EXERCISE DIRECTIONS:
Return every line of the data that contains the string "FieldDescriptor".

RECORDS SUPPLIED:
((

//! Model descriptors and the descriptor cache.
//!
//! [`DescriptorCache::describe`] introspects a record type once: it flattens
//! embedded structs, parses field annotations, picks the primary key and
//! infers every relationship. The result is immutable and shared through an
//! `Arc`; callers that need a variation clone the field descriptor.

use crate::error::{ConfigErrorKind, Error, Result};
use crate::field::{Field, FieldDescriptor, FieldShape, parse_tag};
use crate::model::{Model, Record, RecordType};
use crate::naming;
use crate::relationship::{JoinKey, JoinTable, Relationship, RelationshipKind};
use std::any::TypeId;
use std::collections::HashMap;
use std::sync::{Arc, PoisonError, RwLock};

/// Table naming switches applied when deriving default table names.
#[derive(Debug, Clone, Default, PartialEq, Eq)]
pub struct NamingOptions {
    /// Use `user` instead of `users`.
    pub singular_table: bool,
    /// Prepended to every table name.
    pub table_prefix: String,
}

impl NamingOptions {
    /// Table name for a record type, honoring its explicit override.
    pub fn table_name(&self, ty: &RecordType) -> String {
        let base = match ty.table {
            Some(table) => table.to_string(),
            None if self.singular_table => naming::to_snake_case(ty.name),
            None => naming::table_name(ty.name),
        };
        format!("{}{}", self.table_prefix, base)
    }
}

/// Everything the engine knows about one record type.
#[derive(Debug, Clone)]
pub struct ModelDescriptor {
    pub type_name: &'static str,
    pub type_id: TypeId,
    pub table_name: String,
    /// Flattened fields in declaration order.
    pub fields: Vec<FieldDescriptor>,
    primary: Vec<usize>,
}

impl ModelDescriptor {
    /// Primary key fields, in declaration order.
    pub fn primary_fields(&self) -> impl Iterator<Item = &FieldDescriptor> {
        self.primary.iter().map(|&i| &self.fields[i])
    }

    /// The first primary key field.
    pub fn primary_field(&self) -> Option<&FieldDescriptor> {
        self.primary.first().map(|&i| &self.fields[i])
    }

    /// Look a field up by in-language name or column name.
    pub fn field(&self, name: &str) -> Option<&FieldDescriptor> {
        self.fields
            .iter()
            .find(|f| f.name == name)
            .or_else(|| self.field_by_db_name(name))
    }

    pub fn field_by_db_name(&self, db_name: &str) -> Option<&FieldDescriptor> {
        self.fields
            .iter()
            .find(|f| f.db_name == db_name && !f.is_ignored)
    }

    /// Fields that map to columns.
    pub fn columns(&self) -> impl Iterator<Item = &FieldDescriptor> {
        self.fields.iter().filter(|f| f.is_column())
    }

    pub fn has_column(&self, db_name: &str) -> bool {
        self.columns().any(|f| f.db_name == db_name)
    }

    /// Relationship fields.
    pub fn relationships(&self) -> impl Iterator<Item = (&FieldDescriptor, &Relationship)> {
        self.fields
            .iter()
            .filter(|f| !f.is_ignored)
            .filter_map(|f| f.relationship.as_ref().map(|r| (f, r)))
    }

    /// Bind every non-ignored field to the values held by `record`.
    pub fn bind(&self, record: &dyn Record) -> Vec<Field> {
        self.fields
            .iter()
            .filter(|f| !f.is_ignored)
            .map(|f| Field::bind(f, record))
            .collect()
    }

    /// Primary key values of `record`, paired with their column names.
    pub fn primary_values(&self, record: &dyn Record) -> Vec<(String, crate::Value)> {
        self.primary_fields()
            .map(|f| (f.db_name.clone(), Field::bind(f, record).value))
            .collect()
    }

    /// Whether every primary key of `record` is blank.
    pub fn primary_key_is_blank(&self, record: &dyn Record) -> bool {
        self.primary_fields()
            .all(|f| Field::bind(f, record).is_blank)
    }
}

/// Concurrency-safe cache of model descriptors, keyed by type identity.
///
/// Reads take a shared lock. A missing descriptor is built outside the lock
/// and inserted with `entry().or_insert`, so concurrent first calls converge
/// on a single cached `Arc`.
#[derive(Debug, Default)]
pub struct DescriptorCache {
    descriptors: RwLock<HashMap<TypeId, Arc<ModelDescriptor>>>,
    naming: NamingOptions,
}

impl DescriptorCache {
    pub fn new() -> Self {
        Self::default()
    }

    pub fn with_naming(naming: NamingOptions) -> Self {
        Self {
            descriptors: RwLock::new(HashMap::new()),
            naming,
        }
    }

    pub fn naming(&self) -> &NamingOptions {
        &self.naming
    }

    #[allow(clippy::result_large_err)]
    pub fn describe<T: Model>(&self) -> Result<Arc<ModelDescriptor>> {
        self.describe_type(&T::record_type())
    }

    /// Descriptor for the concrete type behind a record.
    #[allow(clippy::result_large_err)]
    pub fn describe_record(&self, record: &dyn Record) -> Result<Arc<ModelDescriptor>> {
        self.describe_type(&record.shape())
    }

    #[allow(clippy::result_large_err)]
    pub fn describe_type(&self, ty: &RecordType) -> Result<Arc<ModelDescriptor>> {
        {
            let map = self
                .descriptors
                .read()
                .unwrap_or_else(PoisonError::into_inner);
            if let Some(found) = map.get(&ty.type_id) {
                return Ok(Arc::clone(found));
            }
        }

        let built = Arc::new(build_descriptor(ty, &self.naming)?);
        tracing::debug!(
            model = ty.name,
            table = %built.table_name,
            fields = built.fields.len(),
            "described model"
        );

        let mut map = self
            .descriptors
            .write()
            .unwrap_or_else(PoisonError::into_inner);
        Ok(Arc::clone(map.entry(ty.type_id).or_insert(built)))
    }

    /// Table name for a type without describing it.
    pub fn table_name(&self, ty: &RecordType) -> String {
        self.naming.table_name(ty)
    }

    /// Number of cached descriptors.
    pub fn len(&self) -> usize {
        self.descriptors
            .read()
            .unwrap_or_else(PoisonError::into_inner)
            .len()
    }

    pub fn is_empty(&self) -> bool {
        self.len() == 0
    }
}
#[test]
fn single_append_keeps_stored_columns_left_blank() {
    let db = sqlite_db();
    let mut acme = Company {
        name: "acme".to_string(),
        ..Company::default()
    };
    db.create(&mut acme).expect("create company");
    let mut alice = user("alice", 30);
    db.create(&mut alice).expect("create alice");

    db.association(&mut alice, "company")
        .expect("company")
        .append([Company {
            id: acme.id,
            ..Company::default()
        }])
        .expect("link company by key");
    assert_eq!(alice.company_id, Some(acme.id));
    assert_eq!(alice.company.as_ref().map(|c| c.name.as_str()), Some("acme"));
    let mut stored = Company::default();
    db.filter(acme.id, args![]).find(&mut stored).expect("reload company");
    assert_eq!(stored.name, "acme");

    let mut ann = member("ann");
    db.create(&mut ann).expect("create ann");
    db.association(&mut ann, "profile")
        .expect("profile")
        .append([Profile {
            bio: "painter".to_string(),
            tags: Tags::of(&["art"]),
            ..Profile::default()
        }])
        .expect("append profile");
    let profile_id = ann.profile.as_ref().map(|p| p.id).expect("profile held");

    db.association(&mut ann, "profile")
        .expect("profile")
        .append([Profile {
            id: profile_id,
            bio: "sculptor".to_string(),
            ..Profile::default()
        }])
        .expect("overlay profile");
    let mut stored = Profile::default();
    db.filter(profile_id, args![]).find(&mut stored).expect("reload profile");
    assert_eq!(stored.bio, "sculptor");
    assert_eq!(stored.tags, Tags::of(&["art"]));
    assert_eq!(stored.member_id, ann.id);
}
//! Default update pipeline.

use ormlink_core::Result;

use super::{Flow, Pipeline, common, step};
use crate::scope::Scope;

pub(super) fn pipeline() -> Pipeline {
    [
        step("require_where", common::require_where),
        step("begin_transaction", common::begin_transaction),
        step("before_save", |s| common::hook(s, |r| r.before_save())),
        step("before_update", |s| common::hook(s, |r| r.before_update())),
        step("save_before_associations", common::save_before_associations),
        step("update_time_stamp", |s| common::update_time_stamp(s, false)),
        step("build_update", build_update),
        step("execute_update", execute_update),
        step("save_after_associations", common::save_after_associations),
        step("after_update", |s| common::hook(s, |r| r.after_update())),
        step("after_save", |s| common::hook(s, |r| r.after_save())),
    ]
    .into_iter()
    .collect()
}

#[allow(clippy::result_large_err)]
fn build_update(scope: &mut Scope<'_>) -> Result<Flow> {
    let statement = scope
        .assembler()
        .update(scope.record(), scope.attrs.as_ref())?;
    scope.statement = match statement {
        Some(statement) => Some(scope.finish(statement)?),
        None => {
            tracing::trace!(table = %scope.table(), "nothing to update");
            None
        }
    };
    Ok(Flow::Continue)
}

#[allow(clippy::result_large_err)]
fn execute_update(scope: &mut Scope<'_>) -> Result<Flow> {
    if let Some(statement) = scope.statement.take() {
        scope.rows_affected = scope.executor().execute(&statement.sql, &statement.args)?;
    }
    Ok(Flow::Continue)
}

))

WRITTEN ANSWER:
use crate::field::{Field, FieldDescriptor, FieldShape, parse_tag};
    pub fields: Vec<FieldDescriptor>,
    pub fn primary_fields(&self) -> impl Iterator<Item = &FieldDescriptor> {
    pub fn primary_field(&self) -> Option<&FieldDescriptor> {
    pub fn field(&self, name: &str) -> Option<&FieldDescriptor> {
    pub fn field_by_db_name(&self, db_name: &str) -> Option<&FieldDescriptor> {
    pub fn columns(&self) -> impl Iterator<Item = &FieldDescriptor> {
    pub fn relationships(&self) -> impl Iterator<Item = (&FieldDescriptor, &Relationship)> {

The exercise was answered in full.